(Extracted records)
=== Section Start ===

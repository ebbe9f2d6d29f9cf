use std::sync::Arc;

use anyhow::Result;
use clap::{Parser, Subcommand};
use colored::Colorize;
use tracing::info;

use palisade::classifier::traits::TextClassifier;
use palisade::config::{ClassifierBackend, Config};
use palisade::moderation::engine::ModerationEngine;
use palisade::web::AppState;

/// Palisade: content moderation API.
///
/// Classifies text as toxic or safe against a confidence threshold and
/// serves the decisions over HTTP.
#[derive(Parser)]
#[command(name = "palisade", version, about)]
struct Cli {
    #[command(subcommand)]
    command: Commands,
}

#[derive(Subcommand)]
enum Commands {
    /// Start the moderation API server
    Serve {
        /// Port to listen on (overrides the PORT env var)
        #[arg(long)]
        port: Option<u16>,

        /// Bind address (overrides PALISADE_BIND)
        #[arg(long)]
        bind: Option<String>,
    },

    /// Moderate texts from the command line
    Check {
        /// One or more texts to moderate
        #[arg(required = true)]
        texts: Vec<String>,

        /// Confidence threshold between 0 and 1
        #[arg(long, default_value = "0.5")]
        threshold: f64,
    },

    /// Download the ONNX toxicity model (~110 MB)
    DownloadModel,
}

#[tokio::main]
async fn main() -> Result<()> {
    // Load .env file if present (silently ignore if missing)
    let _ = dotenvy::dotenv();

    // Set up structured logging
    tracing_subscriber::fmt()
        .with_env_filter(
            tracing_subscriber::EnvFilter::try_from_default_env()
                .unwrap_or_else(|_| tracing_subscriber::EnvFilter::new("palisade=info")),
        )
        .init();

    let cli = Cli::parse();

    match cli.command {
        Commands::Serve { port, bind } => {
            let config = Config::load()?;
            config.require_classifier()?;

            info!(model = %config.model_name(), "Loading classifier...");
            let classifier = create_classifier(&config)?;
            let engine = Arc::new(ModerationEngine::new(classifier));

            let state = AppState {
                engine,
                model_name: config.model_name(),
            };

            let port = port.unwrap_or(config.port);
            let bind = bind.unwrap_or_else(|| config.bind.clone());
            palisade::web::run_server(state, port, &bind).await?;
        }

        Commands::Check { texts, threshold } => {
            if !(0.0..=1.0).contains(&threshold) {
                anyhow::bail!("threshold must be between 0 and 1");
            }

            let config = Config::load()?;
            config.require_classifier()?;

            let classifier = create_classifier(&config)?;
            let engine = ModerationEngine::new(classifier);

            println!("Analyzing {} text(s)...\n", texts.len());
            let (verdicts, stats) = engine.moderate_batch(&texts, threshold).await?;

            for (i, verdict) in verdicts.iter().enumerate() {
                palisade::output::display_verdict(i, verdict);
            }
            palisade::output::display_stats(&stats);
        }

        Commands::DownloadModel => {
            let config = Config::load()?;

            println!("Downloading ONNX model...");
            println!("  Destination: {}", config.model_dir.display());

            palisade::classifier::download::download_model(&config.model_dir).await?;

            println!("\n{}", "Model downloaded successfully.".bold());
            println!("You can now run `palisade serve` or `palisade check \"some text\"`.");
        }
    }

    Ok(())
}

/// Build the classifier chosen by configuration. Loading happens once
/// here, before any request is served; the handle is then injected into
/// the engine.
fn create_classifier(config: &Config) -> Result<Arc<dyn TextClassifier>> {
    match config.classifier_backend {
        ClassifierBackend::Onnx => {
            let classifier = palisade::classifier::onnx::OnnxClassifier::load(&config.model_dir)?;
            Ok(Arc::new(classifier))
        }
        ClassifierBackend::Remote => Ok(Arc::new(
            palisade::classifier::remote::RemoteClassifier::new(
                config.classifier_url.clone(),
                config.classifier_api_key.clone(),
            ),
        )),
    }
}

=== Section End ===

**EXERCISE BRIEF**. Copy the entries exactly as they appear.

**PROBLEM SOLUTION**.
repository ebbe9f2d6d29f9cf
use std::sync::Arc;

use anyhow::Result;
use clap::{Parser, Subcommand};
use colored::Colorize;
use tracing::info;

use palisade::classifier::traits::TextClassifier;
use palisade::config::{ClassifierBackend, Config};
use palisade::moderation::engine::ModerationEngine;
use palisade::web::AppState;

/// Palisade: content moderation API.
///
/// Classifies text as toxic or safe against a confidence threshold and
/// serves the decisions over HTTP.
#[derive(Parser)]
#[command(name = "palisade", version, about)]
struct Cli {
    #[command(subcommand)]
    command: Commands,
}

#[derive(Subcommand)]
enum Commands {
    /// Start the moderation API server
    Serve {
        /// Port to listen on (overrides the PORT env var)
        #[arg(long)]
        port: Option<u16>,

        /// Bind address (overrides PALISADE_BIND)
        #[arg(long)]
        bind: Option<String>,
    },

    /// Moderate texts from the command line
    Check {
        /// One or more texts to moderate
        #[arg(required = true)]
        texts: Vec<String>,

        /// Confidence threshold between 0 and 1
        #[arg(long, default_value = "0.5")]
        threshold: f64,
    },

    /// Download the ONNX toxicity model (~110 MB)
    DownloadModel,
}

#[tokio::main]
async fn main() -> Result<()> {
    // Load .env file if present (silently ignore if missing)
    let _ = dotenvy::dotenv();

    // Set up structured logging
    tracing_subscriber::fmt()
        .with_env_filter(
            tracing_subscriber::EnvFilter::try_from_default_env()
                .unwrap_or_else(|_| tracing_subscriber::EnvFilter::new("palisade=info")),
        )
        .init();

    let cli = Cli::parse();

    match cli.command {
        Commands::Serve { port, bind } => {
            let config = Config::load()?;
            config.require_classifier()?;

            info!(model = %config.model_name(), "Loading classifier...");
            let classifier = create_classifier(&config)?;
            let engine = Arc::new(ModerationEngine::new(classifier));

            let state = AppState {
                engine,
                model_name: config.model_name(),
            };

            let port = port.unwrap_or(config.port);
            let bind = bind.unwrap_or_else(|| config.bind.clone());
            palisade::web::run_server(state, port, &bind).await?;
        }

        Commands::Check { texts, threshold } => {
            if !(0.0..=1.0).contains(&threshold) {
                anyhow::bail!("threshold must be between 0 and 1");
            }

            let config = Config::load()?;
            config.require_classifier()?;

            let classifier = create_classifier(&config)?;
            let engine = ModerationEngine::new(classifier);

            println!("Analyzing {} text(s)...\n", texts.len());
            let (verdicts, stats) = engine.moderate_batch(&texts, threshold).await?;

            for (i, verdict) in verdicts.iter().enumerate() {
                palisade::output::display_verdict(i, verdict);
            }
            palisade::output::display_stats(&stats);
        }

        Commands::DownloadModel => {
            let config = Config::load()?;

            println!("Downloading ONNX model...");
            println!("  Destination: {}", config.model_dir.display());

            palisade::classifier::download::download_model(&config.model_dir).await?;

            println!("\n{}", "Model downloaded successfully.".bold());
            println!("You can now run `palisade serve` or `palisade check \"some text\"`.");
        }
    }

    Ok(())
}

/// Build the classifier chosen by configuration. Loading happens once
/// here, before any request is served; the handle is then injected into
/// the engine.
fn create_classifier(config: &Config) -> Result<Arc<dyn TextClassifier>> {
    match config.classifier_backend {
        ClassifierBackend::Onnx => {
            let classifier = palisade::classifier::onnx::OnnxClassifier::load(&config.model_dir)?;
            Ok(Arc::new(classifier))
        }
        ClassifierBackend::Remote => Ok(Arc::new(
            palisade::classifier::remote::RemoteClassifier::new(
                config.classifier_url.clone(),
                config.classifier_api_key.clone(),
            ),
        )),
    }
}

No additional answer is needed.